# Etias



## barge1914 (Dec 14, 2018)

Here’s some more burocracy for trips to Europe from 2021 onwards, Brexit or no Brexit.
Schengen Visa area requirements - Shengen countries


----------



## jagmanx (Dec 14, 2018)

*Only if you are Non EU*

In fact they have made it Easier !!!

When my Thai wife first came to UK we had to apply for said "Schengen Visa" at either the embassy of Entry
OR the main destination

We managed 3 separate trips to Europe..
The most awkward being Italy as you have to visit the embassy to apply and then again to collect

So an on-line application system should be better.
UK in its wisdom (?) chose not to sign up to the Schengen Treaty.

We have no problem now as my wife is a UK citizen


----------



## jagmanx (Dec 14, 2018)

*Apologies to OP*

Brexit: No visa but Britons will pay €7 to travel to EU countries - BBC News


----------



## Ed on Toast (Dec 14, 2018)

It is my understanding that any visit to the Schengen  area is limited to 90 days but there is no limit on the number of such visits, within its three year document life.

So, would a visit to Gibraltar constitute leaving the Schengen area and if it does, could a quick visit to the rock, enable us to travel for more than 3 months on our winter jollies?

:egg:


----------



## John H (Dec 14, 2018)

Ed on Toast said:


> It is my understanding that any visit to the Schengen  area is limited to 90 days but there is no limit on the number of such visits, within its three year document life.
> 
> So, would a visit to Gibraltar constitute leaving the Schengen area and if it does, could a quick visit to the rock, enable us to travel for more than 3 months on our winter jollies?
> 
> :egg:



The rule for non-EU citizens is no more than 90 days in any period of 180, so if you exhaust your 90 days in one visit, you have to leave the Schengen area for a further 90 days before you can return.


----------



## Moped (Dec 15, 2018)

If you apply for a full visa document instead of the etias does the 90 day in 180 limit still apply or is travel in Schengen then unrestricted for the life of the visa?


----------



## John H (Dec 15, 2018)

Moped said:


> If you apply for a full visa document instead of the etias does the 90 day in 180 limit still apply or is travel in Schengen then unrestricted for the life of the visa?
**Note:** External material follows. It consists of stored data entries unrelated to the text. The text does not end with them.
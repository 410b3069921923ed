//! S3-compatible object store backed by `aws-sdk-s3`.

use std::future::Future;
use std::time::Duration;

use anyhow::{Context, Result};
use aws_config::timeout::TimeoutConfig;
use aws_config::{BehaviorVersion, Region};
use aws_sdk_s3::config::http::HttpResponse;
use aws_sdk_s3::config::Credentials;
use aws_sdk_s3::error::{DisplayErrorContext, SdkError};
use aws_sdk_s3::presigning::PresigningConfig;
use aws_sdk_s3::primitives::ByteStream;
use aws_sdk_s3::Client;
use tokio::runtime::Runtime;
use tracing::debug;

use super::ObjectStore;
use crate::config::StorageConfig;
use crate::error::ProbeError;

pub(crate) const STORAGE_CONNECT_TIMEOUT: Duration = Duration::from_secs(5);
pub(crate) const STORAGE_OPERATION_TIMEOUT: Duration = Duration::from_secs(10);

pub struct S3ObjectStore {
    runtime: Runtime,
    client: Client,
    bucket: String,
}

impl S3ObjectStore {
    /// Build the client from explicit credentials. Loading the SDK config
    /// reads no ambient credentials and makes no requests.
    pub fn new(config: &StorageConfig) -> Result<Self> {
        let runtime = tokio::runtime::Builder::new_current_thread()
            .enable_all()
            .build()
            .context("Failed to start the storage I/O runtime")?;

        let credentials = Credentials::new(
            config.access_key.clone(),
            config.secret_key.expose().to_string(),
            None,
            None,
            "linkverify-env",
        );
        let timeouts = TimeoutConfig::builder()
            .connect_timeout(STORAGE_CONNECT_TIMEOUT)
            .operation_timeout(STORAGE_OPERATION_TIMEOUT)
            .build();

        let sdk_config = runtime.block_on(
            aws_config::defaults(BehaviorVersion::latest())
                .region(Region::new(config.region.clone()))
                .credentials_provider(credentials)
                .timeout_config(timeouts)
                .load(),
        );

        let mut s3_config = aws_sdk_s3::config::Builder::from(&sdk_config);
        if let Some(endpoint) = &config.endpoint_url {
            debug!(%endpoint, "using custom S3 endpoint with path-style addressing");
            s3_config = s3_config.endpoint_url(endpoint).force_path_style(true);
        }

        Ok(Self {
            runtime,
            client: Client::from_conf(s3_config.build()),
            bucket: config.bucket.clone(),
        })
    }

    fn block_on<T, E, F>(&self, operation: &'static str, future: F) -> Result<T, ProbeError>
    where
        F: Future<Output = Result<T, SdkError<E, HttpResponse>>>,
        E: std::error::Error + Send + Sync + 'static,
    {
        self.runtime
            .block_on(future)
            .map_err(|err| classify(operation, err))
    }
}

impl ObjectStore for S3ObjectStore {
    fn put_object(&mut self, key: &str, body: &[u8], content_type: &str) -> Result<(), ProbeError> {
        debug!(bucket = %self.bucket, key, bytes = body.len(), "uploading object");
        self.block_on(
            "upload",
            self.client
                .put_object()
                .bucket(&self.bucket)
                .key(key)
                .body(ByteStream::from(body.to_vec()))
                .content_type(content_type)
                .send(),
        )?;
        Ok(())
    }

    fn presign_get(&mut self, key: &str, expires_in: Duration) -> Result<String, ProbeError> {
        let presigning = PresigningConfig::expires_in(expires_in)
            .map_err(|e| ProbeError::Unexpected(format!("invalid presign expiry: {e}")))?;

        let request = self.block_on(
            "presign",
            self.client
                .get_object()
                .bucket(&self.bucket)
                .key(key)
                .presigned(presigning),
        )?;
        debug!(key, expires_in_secs = expires_in.as_secs(), "presigned GET generated");
        Ok(request.uri().to_string())
    }

    fn delete_object(&mut self, key: &str) -> Result<(), ProbeError> {
        debug!(bucket = %self.bucket, key, "deleting object");
        self.block_on(
            "delete",
            self.client
                .delete_object()
                .bucket(&self.bucket)
                .key(key)
                .send(),
        )?;
        Ok(())
    }
}

fn classify<E>(operation: &'static str, err: SdkError<E, HttpResponse>) -> ProbeError
where
    E: std::error::Error + Send + Sync + 'static,
{
    let status = err.raw_response().map(|r| r.status().as_u16());
    let detail = DisplayErrorContext(&err).to_string();

    match err {
        SdkError::TimeoutError(_) => ProbeError::timeout(operation, STORAGE_OPERATION_TIMEOUT),
        SdkError::DispatchFailure(_) => ProbeError::Connectivity(detail),
        SdkError::ConstructionFailure(_) => ProbeError::Unexpected(detail),
        _ => match status {
            Some(401 | 403) => ProbeError::Authentication(detail),
            _ => ProbeError::Rejected(detail),
        },
    }
}

#[cfg(test)]
mod tests {
    use super::*;
    use crate::config::Secret;

    fn config(endpoint: Option<&str>) -> StorageConfig {
        StorageConfig {
            bucket: "p2p-attachments".to_string(),
            region: "ap-southeast-1".to_string(),
            access_key: "AKIAEXAMPLE".to_string(),
            secret_key: Secret::new("secret"),
            endpoint_url: endpoint.map(str::to_string),
            presigned_url_expiry: Duration::from_secs(60),
        }
    }

    #[test]
    fn test_presign_is_offline_and_embeds_signature() {
        let mut store = S3ObjectStore::new(&config(Some("http://localhost:9000"))).unwrap();
        let url = store
            .presign_get(".tmp/link-verify-abc.txt", Duration::from_secs(60))
            .unwrap();

        assert!(url.starts_with("http://localhost:9000/p2p-attachments/"));
        assert!(url.contains("X-Amz-Signature="));
        assert!(url.contains("X-Amz-Expires=60"));
    }

    #[test]
    fn test_presign_rejects_expiry_over_one_week() {
        let mut store = S3ObjectStore::new(&config(None)).unwrap();
        let err = store
            .presign_get("key", Duration::from_secs(8 * 24 * 60 * 60))
            .unwrap_err();
        assert!(matches!(err, ProbeError::Unexpected(_)));
    }
}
It does not matter whether you have a visa or qualify for a visa waiver. The rule for ALL non-EU citizens is 90 days in any 180.


----------



## antiquesam (Dec 15, 2018)

I trust we will have a reciprocal Bretias and put a few quid in the Government coffers.


----------



## Moped (Dec 15, 2018)

This link makes interesting reading especially the section about extended stays in Southern European countries. It seems Spain and Portugal offer long term stay visas for the retired. As long as you enter and exit Europe through the country whose retirement visa you have obtained ( ie Spain) then you can enjoy unlimited travel in the Shengen zone. But the visa costs are higher, you will require medical and travel insurance, and you need to apply through a consulate. 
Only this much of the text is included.